Transient analysis of M/M/1/B was performed in the study by Tákacs (1962), Morse (1958), Sharma and Gupta (1982), and recently in the study by Massey et al. (2023). Here, we extend it to the case of M/M/(n)/1/B, that is, state-dependent parameters $\mu (n)$. The most straightforward approach is to consider Equation 6 in Laplace domain as shown in the set of equations in Equation 8.

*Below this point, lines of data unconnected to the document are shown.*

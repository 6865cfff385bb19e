//! Error handling
//!
//! Defines error types and handling for the secret service.

pub mod handlers;
pub mod types;

pub use types::*;
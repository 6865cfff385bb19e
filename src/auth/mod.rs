//! Secret validation
//!
//! Compiles configured secrets and groups into salted digests and checks
//! candidate values against them.

pub mod group;
pub mod hasher;
pub mod registry;
pub mod results;
pub mod validator;

pub use group::SecretGroupValidator;
pub use hasher::{Digest, Hasher, Salt};
pub use registry::ValidatorRegistry;
pub use results::ValidateResult;
pub use validator::SecretValidator;
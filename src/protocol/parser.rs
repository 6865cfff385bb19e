//! Request parsing
//!
//! Turns one line received from a client into a [`Request`].

use crate::error::ProtocolError;
use crate::protocol::Request;

/// Parses a raw request line. Surrounding whitespace, including the line
/// terminator, is ignored.
pub fn parse_request(raw: &str) -> Result<Request, ProtocolError> {
    let trimmed = raw.trim();
    if trimmed.is_empty() {
        return Err(ProtocolError::MalformedRequest("empty request".into()));
    }

    Ok(serde_json::from_str(trimmed)?)
}
use log::{error, info, warn};
use std::io;
use std::net::SocketAddr;
use std::sync::Arc;
use tokio::io::AsyncWriteExt;
use tokio::net::{TcpListener, TcpStream};
use tokio::sync::Semaphore;

use crate::client::handle_client;
use crate::config::StartupConfig;
use crate::protocol::responses::TOO_MANY_CONNECTIONS;
use crate::protocol::{Response, ServiceContext};

pub struct Server {
    listener: TcpListener,
    ctx: Arc<ServiceContext>,
    config: Arc<StartupConfig>,
    connection_limit: Arc<Semaphore>,
}

impl Server {
    pub async fn bind(config: StartupConfig, ctx: ServiceContext) -> io::Result<Self> {
        let socket = config.listen_socket();
        let listener = match TcpListener::bind(&socket).await {
            Ok(listener) => {
                info!("Server bound to {}", listener.local_addr()?);
                listener
            }
            Err(e) => {
                error!("Failed to bind to {}: {}", socket, e);
                return Err(e);
            }
        };

        Ok(Self {
            listener,
            ctx: Arc::new(ctx),
            connection_limit: Arc::new(Semaphore::new(config.max_clients)),
            config: Arc::new(config),
        })
    }

    pub fn local_addr(&self) -> io::Result<SocketAddr> {
        self.listener.local_addr()
    }

    pub async fn start(&self) {
        info!(
            "Starting RAX secret service on {} (max {} clients)",
            self.config.listen_socket(),
            self.config.max_clients
        );

        loop {
            match self.listener.accept().await {
                Ok((stream, addr)) => {
                    let permit = match Arc::clone(&self.connection_limit).try_acquire_owned() {
                        Ok(permit) => permit,
                        Err(_) => {
                            warn!("Rejecting {}: connection limit reached", addr);
                            tokio::spawn(reject_client(stream));
                            continue;
                        }
                    };

                    let ctx = Arc::clone(&self.ctx);
                    let max_request_length = self.config.max_request_length;

                    // Spawn a task for each client so accept loop doesn't block
                    tokio::spawn(async move {
                        info!("Client connected: {}", addr);
                        handle_client(stream, addr, ctx, max_request_length).await;
                        drop(permit);
                    });
                }
                Err(e) => {
                    error!("Error accepting connection: {}", e);
                }
            }
        }
    }
}

async fn reject_client(mut stream: TcpStream) {
    let line = Response::error(TOO_MANY_CONNECTIONS).to_line();
    if let Err(e) = stream.write_all(line.as_bytes()).await {
        warn!("Failed to notify rejected client: {}", e);
    }
    let _ = stream.shutdown().await;
}
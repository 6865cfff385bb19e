//! Validator registry
//!
//! Routes a `(name, value)` pair to the individual secret or group of that
//! name. The compiled validators live behind one `Arc` that is swapped whole
//! on reload, so a validation always sees either the old or the new
//! configuration, never a mix.

use log::{debug, info};
use std::collections::HashMap;
use std::sync::{Arc, PoisonError, RwLock};

use super::group::SecretGroupValidator;
use super::hasher::Hasher;
use super::results::ValidateResult;
use super::validator::SecretValidator;
use crate::config::SecretsConfig;
use crate::error::RegistryError;

/// One compiled configuration
#[derive(Debug, Default)]
struct Validators {
    individual: HashMap<String, SecretValidator>,
    groups: HashMap<String, SecretGroupValidator>,
}

impl Validators {
    fn build(config: &SecretsConfig, hasher: &Hasher) -> Result<Self, RegistryError> {
        let mut validators = Validators::default();

        for group in config.groups.iter().flatten() {
            let validator = SecretGroupValidator::new(group.group.as_str(), &group.secrets, hasher)?;
            validators.groups.insert(group.group.clone(), validator);
        }

        for secret in config.secrets.iter().flatten() {
            let validator = SecretValidator::new(secret.secret.as_str(), &secret.value, hasher)?;
            validators.individual.insert(secret.secret.clone(), validator);
        }

        Ok(validators)
    }

    fn validate(&self, name: &str, value: &str) -> ValidateResult {
        let result = if let Some(validator) = self.individual.get(name) {
            debug!("Name {} matches a single secret, validating", name);
            validator.validate(value)
        } else if let Some(group) = self.groups.get(name) {
            debug!("Name {} matches a group of secrets, validating", name);
            group.validate(value)
        } else {
            debug!("Name {} does not match any secrets", name);
            ValidateResult::FailedInvalid
        };

        debug!("Validation result: {}", result);
        result
    }
}

/// Owns every compiled validator. Shared across connections behind an `Arc`.
#[derive(Debug)]
pub struct ValidatorRegistry {
    hasher: Hasher,
    validators: RwLock<Arc<Validators>>,
}

impl ValidatorRegistry {
    pub fn new(hasher: Hasher, config: &SecretsConfig) -> Result<Self, RegistryError> {
        info!("Loading config");
        let validators = Validators::build(config, &hasher)?;
        log_loaded(&validators);

        Ok(Self {
            hasher,
            validators: RwLock::new(Arc::new(validators)),
        })
    }

    /// Validates `value` against the secret or group called `name`.
    ///
    /// Unknown names and wrong values both give `FailedInvalid`.
    pub fn validate(&self, name: &str, value: &str) -> ValidateResult {
        // Hashing is slow; hold the lock only long enough to clone the snapshot.
        let snapshot = self.snapshot();
        snapshot.validate(name, value)
    }

    /// Replaces every validator with ones compiled from `config`.
    ///
    /// The new set is built before the lock is taken. On error the current
    /// validators stay in place.
    pub fn reload(&self, config: &SecretsConfig) -> Result<(), RegistryError> {
        info!("Reloading config");
        let validators = Validators::build(config, &self.hasher)?;
        log_loaded(&validators);

        let mut current = self
            .validators
            .write()
            .unwrap_or_else(PoisonError::into_inner);
        *current = Arc::new(validators);
        Ok(())
    }

    pub fn secret_count(&self) -> usize {
        self.snapshot().individual.len()
    }

    pub fn group_count(&self) -> usize {
        self.snapshot().groups.len()
    }

    fn snapshot(&self) -> Arc<Validators> {
        // The guarded value is a single Arc, so a poisoned lock still holds a complete set.
        let guard = self
            .validators
            .read()
            .unwrap_or_else(PoisonError::into_inner);
        Arc::clone(&guard)
    }
}

fn log_loaded(validators: &Validators) {
    info!(
        "Loaded {} secrets and {} groups",
        validators.individual.len(),
        validators.groups.len()
    );
}
//! Client connection handling
//!
//! Reads requests from a connected client and writes back responses.

pub mod handler;

pub use handler::handle_client;
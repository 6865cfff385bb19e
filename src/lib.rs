pub mod auth;
pub mod client;
pub mod config;
pub mod error;
pub mod protocol;
pub mod server;
pub mod utils;

pub use auth::{ValidateResult, ValidatorRegistry};
pub use server::Server;
use std::io::{Seek, Write};
use std::net::SocketAddr;
use std::sync::Arc;

use config::FileFormat;
use tempfile::{Builder, NamedTempFile};
use tokio::io::{AsyncBufReadExt, AsyncWriteExt, BufReader};
use tokio::net::TcpStream;
use tokio::net::tcp::{OwnedReadHalf, OwnedWriteHalf};

use rax_secret_service::auth::{Hasher, ValidateResult, ValidatorRegistry};
use rax_secret_service::config::ServerConfig;
use rax_secret_service::protocol::ServiceContext;
use rax_secret_service::server::Server;

// Cheap Argon2 parameters keep the suite fast.
const SERVER: &str = r#"
[server]
bind_address = "127.0.0.1"
port = 0
max_clients = 2
max_request_length = 256

[server.hashing]
memory_kib = 64
iterations = 1
parallelism = 1
"#;

const WIFI: &str = r#"
[[secrets]]
secret = "wifi"
value = "abc123"
"#;

const DOORS: &str = r#"
[[groups]]
group = "doors"
secrets = [
    { secret = "front", value = "111" },
    { secret = "back", value = "222" },
]
"#;

fn registry_from(body: &str) -> ValidatorRegistry {
    let (startup, secrets) = ServerConfig::parse(&format!("{SERVER}{body}"), FileFormat::Toml)
        .unwrap()
        .split();
    let hasher = Hasher::new(&startup.hashing).unwrap();
    ValidatorRegistry::new(hasher, &secrets).unwrap()
}

fn write_config(file: &mut NamedTempFile, body: &str) {
    let handle = file.as_file_mut();
    handle.set_len(0).unwrap();
    handle.rewind().unwrap();
    write!(handle, "{SERVER}{body}").unwrap();
    handle.flush().unwrap();
}

fn config_file() -> NamedTempFile {
    Builder::new().suffix(".toml").tempfile().unwrap()
}

async fn start_server(file: &NamedTempFile) -> SocketAddr {
    let path = file.path().to_str().unwrap().to_string();
    let (startup, secrets) = ServerConfig::load(&path).unwrap().split();
    let hasher = Hasher::new(&startup.hashing).unwrap();
    let registry = ValidatorRegistry::new(hasher, &secrets).unwrap();

    let server = Server::bind(startup, ServiceContext::new(Arc::new(registry), path))
        .await
        .unwrap();
    let addr = server.local_addr().unwrap();
    tokio::spawn(async move { server.start().await });
    addr
}

struct Connection {
    reader: BufReader<OwnedReadHalf>,
    writer: OwnedWriteHalf,
}

impl Connection {
    async fn open(addr: SocketAddr) -> Self {
        let (read_half, writer) = TcpStream::connect(addr).await.unwrap().into_split();
        Self {
            reader: BufReader::new(read_half),
            writer,
        }
    }

    async fn send(&mut self, request: &str) -> String {
        self.writer
            .write_all(format!("{request}\n").as_bytes())
            .await
            .unwrap();
        self.read().await
    }

    async fn read(&mut self) -> String {
        let mut line = String::new();
        self.reader.read_line(&mut line).await.unwrap();
        line.trim_end().to_string()
    }
}

fn check(name: &str, value: &str, full: bool) -> String {
    format!(
        r#"{{"service":"check_secret","name":"{name}","value":"{value}","full_response":{full}}}"#
    )
}

#[test]
fn wifi_scenario() {
    let registry = registry_from(WIFI);
    assert_eq!(registry.validate("wifi", "abc123"), ValidateResult::Success);
    assert_eq!(registry.validate("wifi", "abc124"), ValidateResult::FailedInvalid);
    assert_eq!(registry.validate("wifi", "abc123x"), ValidateResult::FailedInvalid);
    assert_eq!(registry.validate("printer", "abc123"), ValidateResult::FailedInvalid);
}

#[test]
fn doors_scenario() {
    let registry = registry_from(DOORS);
    assert_eq!(registry.validate("doors", "111"), ValidateResult::Success);
    assert_eq!(registry.validate("doors", "222"), ValidateResult::Success);
    assert_eq!(registry.validate("doors", "333"), ValidateResult::FailedInvalid);
    assert_eq!(registry.validate("doors", "112"), ValidateResult::FailedInvalid);
}

#[test]
fn repeated_checks_are_idempotent() {
    let registry = registry_from(&format!("{WIFI}{DOORS}"));
    for _ in 0..3 {
        assert_eq!(registry.validate("wifi", "abc123"), ValidateResult::Success);
        assert_eq!(registry.validate("doors", "222"), ValidateResult::Success);
        assert_eq!(registry.validate("doors", "abc123"), ValidateResult::FailedInvalid);
    }
}

#[test]
fn group_with_duplicate_values_is_rejected() {
    let (startup, secrets) = ServerConfig::parse(
        &format!(
            "{SERVER}\n[[groups]]\ngroup = \"doors\"\nsecrets = [{{ secret = \"a\", value = \"1\" }}, {{ secret = \"b\", value = \"1\" }}]\n"
        ),
        FileFormat::Toml,
    )
    .unwrap()
    .split();
    let hasher = Hasher::new(&startup.hashing).unwrap();
    assert!(ValidatorRegistry::new(hasher, &secrets).is_err());
}

#[tokio::test]
async fn check_secret_over_tcp() {
    let mut file = config_file();
    write_config(&mut file, &format!("{WIFI}{DOORS}"));
    let addr = start_server(&file).await;
    let mut conn = Connection::open(addr).await;

    assert_eq!(conn.send(&check("wifi", "abc123", false)).await, r#"{"result":true}"#);
    assert_eq!(conn.send(&check("wifi", "abc124", false)).await, r#"{"result":false}"#);
    assert_eq!(conn.send(&check("wifi", "abc123", true)).await, r#"{"result":"success"}"#);
    assert_eq!(
        conn.send(&check("printer", "abc123", true)).await,
        r#"{"result":"failed_invalid"}"#
    );
    assert_eq!(conn.send(&check("doors", "222", false)).await, r#"{"result":true}"#);
    assert_eq!(
        conn.send(r#"{"service":"check_secret","name":"wifi","value":"abc123"}"#)
            .await,
        r#"{"result":true}"#
    );
}

#[tokio::test]
async fn malformed_and_oversized_requests_get_errors() {
    let mut file = config_file();
    write_config(&mut file, WIFI);
    let addr = start_server(&file).await;
    let mut conn = Connection::open(addr).await;

    assert!(conn.send("not json").await.starts_with(r#"{"error":"Malformed request"#));
    assert!(
        conn.send(&"x".repeat(1024))
            .await
            .contains("Request exceeds maximum length of 256 bytes")
    );
    // The connection survives both
    assert_eq!(conn.send(&check("wifi", "abc123", false)).await, r#"{"result":true}"#);
}

#[tokio::test]
async fn reload_swaps_configuration() {
    let mut file = config_file();
    write_config(&mut file, WIFI);
    let addr = start_server(&file).await;
    let mut conn = Connection::open(addr).await;

    assert_eq!(conn.send(&check("wifi", "abc123", false)).await, r#"{"result":true}"#);

    write_config(&mut file, DOORS);
    assert_eq!(conn.send(r#"{"service":"reload"}"#).await, r#"{"reloaded":true}"#);

    assert_eq!(conn.send(&check("wifi", "abc123", false)).await, r#"{"result":false}"#);
    assert_eq!(conn.send(&check("doors", "111", false)).await, r#"{"result":true}"#);
}

#[tokio::test]
async fn failed_reload_keeps_previous_configuration() {
    let mut file = config_file();
    write_config(&mut file, WIFI);
    let addr = start_server(&file).await;
    let mut conn = Connection::open(addr).await;

    // Neither secrets nor groups
    write_config(&mut file, "");
    let response = conn.send(r#"{"service":"reload"}"#).await;
    assert!(response.starts_with(r#"{"error":"A valid config could not be found"#));

    assert_eq!(conn.send(&check("wifi", "abc123", false)).await, r#"{"result":true}"#);
}

#[tokio::test]
async fn connections_beyond_limit_are_refused() {
    let mut file = config_file();
    write_config(&mut file, WIFI);
    let addr = start_server(&file).await;

    let mut first = Connection::open(addr).await;
    let mut second = Connection::open(addr).await;
    // Round trips guarantee both connections hold a slot
    assert_eq!(first.send(&check("wifi", "abc123", false)).await, r#"{"result":true}"#);
    assert_eq!(second.send(&check("wifi", "abc123", false)).await, r#"{"result":true}"#);

    let mut third = Connection::open(addr).await;
    assert_eq!(
        third.read().await,
        r#"{"error":"Too many connections. Try again later."}"#
    );
}
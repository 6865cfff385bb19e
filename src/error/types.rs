//! Error types
//!
//! Defines domain-specific error types for each module of the secret service.
//! Validation outcomes are not errors and never appear here; see
//! [`crate::auth::ValidateResult`].

use std::fmt;
use std::io;

/// Hashing primitive errors
#[derive(Debug)]
pub enum HashError {
    InvalidParams(String),
    HashingFailed(String),
}

impl fmt::Display for HashError {
    fn fmt(&self, f: &mut fmt::Formatter<'_>) -> fmt::Result {
        match self {
            HashError::InvalidParams(msg) => write!(f, "Invalid hashing parameters: {}", msg),
            HashError::HashingFailed(msg) => write!(f, "Hashing failed: {}", msg),
        }
    }
}

impl std::error::Error for HashError {}

impl From<argon2::Error> for HashError {
    fn from(error: argon2::Error) -> Self {
        HashError::HashingFailed(error.to_string())
    }
}

/// Validator registry errors, raised while compiling a configuration
#[derive(Debug)]
pub enum RegistryError {
    Hash(HashError),
    GroupCollision {
        group: String,
        first: String,
        second: String,
    },
}

impl fmt::Display for RegistryError {
    fn fmt(&self, f: &mut fmt::Formatter<'_>) -> fmt::Result {
        match self {
            RegistryError::Hash(e) => write!(f, "Failed to hash secret: {}", e),
            RegistryError::GroupCollision {
                group,
                first,
                second,
            } => write!(
                f,
                "Secrets '{}' and '{}' in group '{}' share the same value",
                first, second, group
            ),
        }
    }
}

impl std::error::Error for RegistryError {}

impl From<HashError> for RegistryError {
    fn from(error: HashError) -> Self {
        RegistryError::Hash(error)
    }
}

/// Wire protocol errors
#[derive(Debug)]
pub enum ProtocolError {
    MalformedRequest(String),
    RequestTooLong(usize),
}

impl fmt::Display for ProtocolError {
    fn fmt(&self, f: &mut fmt::Formatter<'_>) -> fmt::Result {
        match self {
            ProtocolError::MalformedRequest(msg) => write!(f, "Malformed request: {}", msg),
            ProtocolError::RequestTooLong(max) => {
                write!(f, "Request exceeds maximum length of {} bytes", max)
            }
        }
    }
}

impl std::error::Error for ProtocolError {}

impl From<serde_json::Error> for ProtocolError {
    fn from(error: serde_json::Error) -> Self {
        // serde_json only reports positions and type names, never field contents
        ProtocolError::MalformedRequest(error.to_string())
    }
}

/// General service error that encompasses all error types
#[derive(Debug)]
pub enum ServiceError {
    Config(config::ConfigError),
    Hash(HashError),
    Registry(RegistryError),
    Protocol(ProtocolError),
    IoError(io::Error),
}

impl fmt::Display for ServiceError {
    fn fmt(&self, f: &mut fmt::Formatter<'_>) -> fmt::Result {
        match self {
            ServiceError::Config(e) => write!(f, "Configuration error: {}", e),
            ServiceError::Hash(e) => write!(f, "Hashing error: {}", e),
            ServiceError::Registry(e) => write!(f, "Registry error: {}", e),
            ServiceError::Protocol(e) => write!(f, "Protocol error: {}", e),
            ServiceError::IoError(e) => write!(f, "I/O error: {}", e),
        }
    }
}

impl std::error::Error for ServiceError {}

impl From<config::ConfigError> for ServiceError {
    fn from(error: config::ConfigError) -> Self {
        ServiceError::Config(error)
    }
}

impl From<HashError> for ServiceError {
    fn from(error: HashError) -> Self {
        ServiceError::Hash(error)
    }
}

impl From<RegistryError> for ServiceError {
    fn from(error: RegistryError) -> Self {
        ServiceError::Registry(error)
    }
}

impl From<ProtocolError> for ServiceError {
    fn from(error: ProtocolError) -> Self {
        ServiceError::Protocol(error)
    }
}

impl From<io::Error> for ServiceError {
    fn from(error: io::Error) -> Self {
        ServiceError::IoError(error)
    }
}
//! Single secret validator
//!
//! Holds one secret as a salted digest and checks candidates against it.
//! The plaintext is only borrowed during construction.

use log::error;
use subtle::ConstantTimeEq;

use super::hasher::{Digest, Hasher, Salt};
use super::results::ValidateResult;
use crate::error::HashError;

#[derive(Debug, Clone)]
pub struct SecretValidator {
    name: String,
    hasher: Hasher,
    salt: Salt,
    hashed_secret: Digest,
}

impl SecretValidator {
    pub fn new(name: impl Into<String>, value: &str, hasher: &Hasher) -> Result<Self, HashError> {
        let salt = hasher.generate_salt();
        let hashed_secret = hasher.hash(value, &salt)?;

        Ok(Self {
            name: name.into(),
            hasher: hasher.clone(),
            salt,
            hashed_secret,
        })
    }

    pub fn name(&self) -> &str {
        &self.name
    }

    /// Validates the candidate against the stored digest in constant time.
    pub fn validate(&self, candidate: &str) -> ValidateResult {
        let hashed_candidate = match self.hasher.hash(candidate, &self.salt) {
            Ok(digest) => digest,
            Err(e) => {
                error!("Failed to hash candidate for secret {}: {}", self.name, e);
                return ValidateResult::FailedInvalid;
            }
        };

        if bool::from(self.hashed_secret.ct_eq(&hashed_candidate)) {
            ValidateResult::Success
        } else {
            ValidateResult::FailedInvalid
        }
    }
}

#[cfg(test)]
mod tests {
    use super::*;
    use crate::auth::hasher::test_hasher;

    #[test]
    fn accepts_configured_value() {
        let validator = SecretValidator::new("wifi", "abc123", &test_hasher()).unwrap();
        assert_eq!(validator.validate("abc123"), ValidateResult::Success);
        assert_eq!(validator.name(), "wifi");
    }

    #[test]
    fn rejects_mutated_value() {
        let validator = SecretValidator::new("wifi", "abc123", &test_hasher()).unwrap();
        assert_eq!(validator.validate("abc124"), ValidateResult::FailedInvalid);
        assert_eq!(validator.validate("abc123x"), ValidateResult::FailedInvalid);
        assert_eq!(validator.validate(""), ValidateResult::FailedInvalid);
    }

    #[test]
    fn repeated_validation_is_stable() {
        let validator = SecretValidator::new("wifi", "abc123", &test_hasher()).unwrap();
        for _ in 0..3 {
            assert_eq!(validator.validate("abc123"), ValidateResult::Success);
            assert_eq!(validator.validate("nope"), ValidateResult::FailedInvalid);
        }
    }

    #[test]
    fn each_validator_gets_its_own_salt() {
        let hasher = test_hasher();
        let a = SecretValidator::new("a", "same", &hasher).unwrap();
        let b = SecretValidator::new("b", "same", &hasher).unwrap();
        assert_ne!(a.salt, b.salt);
        assert_ne!(a.hashed_secret, b.hashed_secret);
    }

    #[test]
    fn empty_secret_only_matches_empty_candidate() {
        let validator = SecretValidator::new("blank", "", &test_hasher()).unwrap();
        assert_eq!(validator.validate(""), ValidateResult::Success);
        assert_eq!(validator.validate(" "), ValidateResult::FailedInvalid);
    }
}
//! Error handlers
//!
//! Provides error logging and conversion to protocol responses.

use crate::error::types::ServiceError;
use crate::protocol::Response;
use crate::protocol::responses::{INTERNAL_ERROR, NO_VALID_CONFIG};
use log::error;

/// Handle a service error
pub fn handle_error(err: &ServiceError) {
    error!("Secret Service Error: {}", err);
}

/// Convert error to the response sent to the client
pub fn error_to_response(err: &ServiceError) -> Response {
    match err {
        ServiceError::Protocol(e) => Response::error(e.to_string()),
        ServiceError::Config(e) => Response::error(format!("{}: {}", NO_VALID_CONFIG, e)),
        ServiceError::Registry(e) => Response::error(format!("{}: {}", NO_VALID_CONFIG, e)),
        ServiceError::Hash(_) | ServiceError::IoError(_) => Response::error(INTERNAL_ERROR),
    }
}
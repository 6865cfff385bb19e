use log::{error, info, warn};
use std::io;
use std::net::SocketAddr;
use std::sync::Arc;
use tokio::io::{AsyncBufRead, AsyncBufReadExt, AsyncReadExt, AsyncWriteExt, BufReader};
use tokio::net::TcpStream;
use zeroize::Zeroizing;

use crate::error::handlers::error_to_response;
use crate::error::{ProtocolError, ServiceError};
use crate::protocol::{ServiceContext, handle_request, parse_request};

/// One read from the client.
#[derive(Debug, PartialEq)]
pub(crate) enum RequestLine {
    Closed,
    TooLong,
    Line(Zeroizing<Vec<u8>>),
}

/// Handles one client connection using the Tokio async runtime.
///
/// - Reads newline-terminated requests, at most `max_request_length` bytes each.
/// - Dispatches requests through `handle_request`.
/// - Writes exactly one response line per request line.
pub async fn handle_client(
    stream: TcpStream,
    client_addr: SocketAddr,
    ctx: Arc<ServiceContext>,
    max_request_length: usize,
) {
    let (read_half, mut write_half) = stream.into_split();
    let mut reader = BufReader::new(read_half);

    loop {
        let response = match read_request_line(&mut reader, max_request_length).await {
            Ok(RequestLine::Closed) => {
                info!("Connection closed by client {}", client_addr);
                break;
            }
            Ok(RequestLine::TooLong) => {
                warn!("Request from {} exceeded {} bytes", client_addr, max_request_length);
                error_to_response(&ProtocolError::RequestTooLong(max_request_length).into())
            }
            Ok(RequestLine::Line(bytes)) => {
                let parsed = std::str::from_utf8(&bytes)
                    .map_err(|_| ProtocolError::MalformedRequest("request is not UTF-8".into()))
                    .and_then(parse_request);

                match parsed {
                    Ok(request) => {
                        info!("Received from {}: {:?}", client_addr, request);
                        handle_request(request, Arc::clone(&ctx)).await
                    }
                    Err(e) => {
                        warn!("Rejected request from {}: {}", client_addr, e);
                        error_to_response(&ServiceError::from(e))
                    }
                }
            }
            Err(e) => {
                error!("Failed to read from {}: {}", client_addr, e);
                break;
            }
        };

        if let Err(e) = write_half.write_all(response.to_line().as_bytes()).await {
            error!("Failed to write to {}: {}", client_addr, e);
            break;
        }
    }

    info!("Client {} disconnected", client_addr);
}

/// Reads one line without buffering more than `max_len + 1` bytes of it.
/// An oversized line is consumed up to its terminator and reported as `TooLong`.
pub(crate) async fn read_request_line<R>(reader: &mut R, max_len: usize) -> io::Result<RequestLine>
where
    R: AsyncBufRead + Unpin,
{
    let limit = max_len as u64 + 1;
    let mut buf = Zeroizing::new(Vec::new());

    let n = (&mut *reader).take(limit).read_until(b'\n', &mut buf).await?;
    if n == 0 {
        return Ok(RequestLine::Closed);
    }

    if buf.last() == Some(&b'\n') {
        buf.pop();
        if buf.last() == Some(&b'\r') {
            buf.pop();
        }
        return Ok(RequestLine::Line(buf));
    }

    if buf.len() <= max_len {
        // Final line without a terminator
        return Ok(RequestLine::Line(buf));
    }

    loop {
        buf.clear();
        let n = (&mut *reader).take(limit).read_until(b'\n', &mut buf).await?;
        if n == 0 || buf.last() == Some(&b'\n') {
            return Ok(RequestLine::TooLong);
        }
    }
}
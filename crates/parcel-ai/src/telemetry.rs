use crate::config::TelemetryConfig;
use std::fmt;
use tracing_subscriber::filter::ParseError;
use tracing_subscriber::EnvFilter;

/// Where log lines are written.
#[derive(Debug, Clone, Copy, PartialEq, Eq)]
pub enum LogTarget {
    /// Long-running HTTP service; logs go to stdout.
    Service,
    /// One-shot CLI commands; logs go to stderr so stdout stays machine readable.
    Cli,
}

#[derive(Debug)]
pub enum TelemetryError {
    EnvFilter { value: String, source: ParseError },
    Subscriber(Box<dyn std::error::Error + Send + Sync>),
}

impl fmt::Display for TelemetryError {
    fn fmt(&self, f: &mut fmt::Formatter<'_>) -> fmt::Result {
        match self {
            TelemetryError::EnvFilter { value, .. } => {
                write!(f, "invalid log level/filter '{value}': unable to build EnvFilter")
            }
            TelemetryError::Subscriber(err) => write!(f, "telemetry error: {err}"),
        }
    }
}

impl std::error::Error for TelemetryError {
    fn source(&self) -> Option<&(dyn std::error::Error + 'static)> {
        match self {
            TelemetryError::EnvFilter { source, .. } => Some(source),
            TelemetryError::Subscriber(err) => Some(&**err),
        }
    }
}

pub fn init(config: &TelemetryConfig) -> Result<(), TelemetryError> {
    init_for(config, LogTarget::Service)
}

pub fn init_for(config: &TelemetryConfig, target: LogTarget) -> Result<(), TelemetryError> {
    let env_filter = build_filter(&config.log_level)?;
    let builder = tracing_subscriber::fmt()
        .with_env_filter(env_filter)
        .with_target(false)
        .compact()
        .with_ansi(false);

    match target {
        LogTarget::Service => builder.try_init(),
        LogTarget::Cli => builder.with_writer(std::io::stderr).try_init(),
    }
    .map_err(TelemetryError::Subscriber)
}

fn build_filter(log_level: &str) -> Result<EnvFilter, TelemetryError> {
    match EnvFilter::try_from_default_env() {
        Ok(filter) => Ok(filter),
        Err(_) => EnvFilter::try_new(log_level).map_err(|source| TelemetryError::EnvFilter {
            value: log_level.to_string(),
            source,
        }),
    }
}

$\begin{array}{ll}\hfill sP\left(0,s\right)-p\left(\mathrm{0,0}\right)& =1-\lambda P\left(0,s\right)+{\mu }_{1}P\left(1,s\right)\hfill \\ \hfill sP\left(n,s\right)-p\left(n,0\right)& =-\left[\lambda +\mu \left(n\right)\right]P\left(n,s\right)+\lambda P\left(n-1,s\right)\hfill \\ \hfill & +{\mu }_{1}P\left(n+1,s\right)1\le n<B\hfill \\ \hfill sP\left(B,s\right)-p\left(B,0\right)& =\lambda P\left(B-1,s\right)-{\mu }_{B}P\left(B,s\right)n=B.\hfill \end{array}(8)$

Here,

$\begin{array}{ll}\hfill P\left(n,s\right)& =\mathcal{L}p\left(n,t\right)={\int }_0^{\infty }{e}^{-st}p\left(n,t\right)dt\text{\hspace{0.17em}and\hspace{0.17em}}\hfill \\ \hfill \mathcal{L}\left\{\frac{p\left(n,t\right)}{dt}\right\}& =sP\left(n,s\right)-p\left(n,0\right),\hfill \end{array}$

Solve the system Equation 8 for the values of $s$ needed by the inversion algorithm, and then the originals of $P(n,s)$ are looked for numerically, for example, with the use of the Stehfest algorithm (Stehfest, 1970):

$p\left(n,t\right)=\frac{\ln 2}{t}{\displaystyle \sum _{i=1}^N}{V}_{i}P\left(n,s=\frac{\ln 2}{t}i\right),$

and

$V_i={\left(-1\right)}^{N/2+i}{\displaystyle \sum _{k=⌊\frac{i+1}{2}⌋}^{\min \left(i,N/2\right)}}\frac{k^{N/2+1}\left(2k\right)!}{\left(N/2-k\right)!k!\left(k-1\right)!\left(i-k\right)!\left(2k-i\right)!}.$

In our numerical computations, we used $N=20$.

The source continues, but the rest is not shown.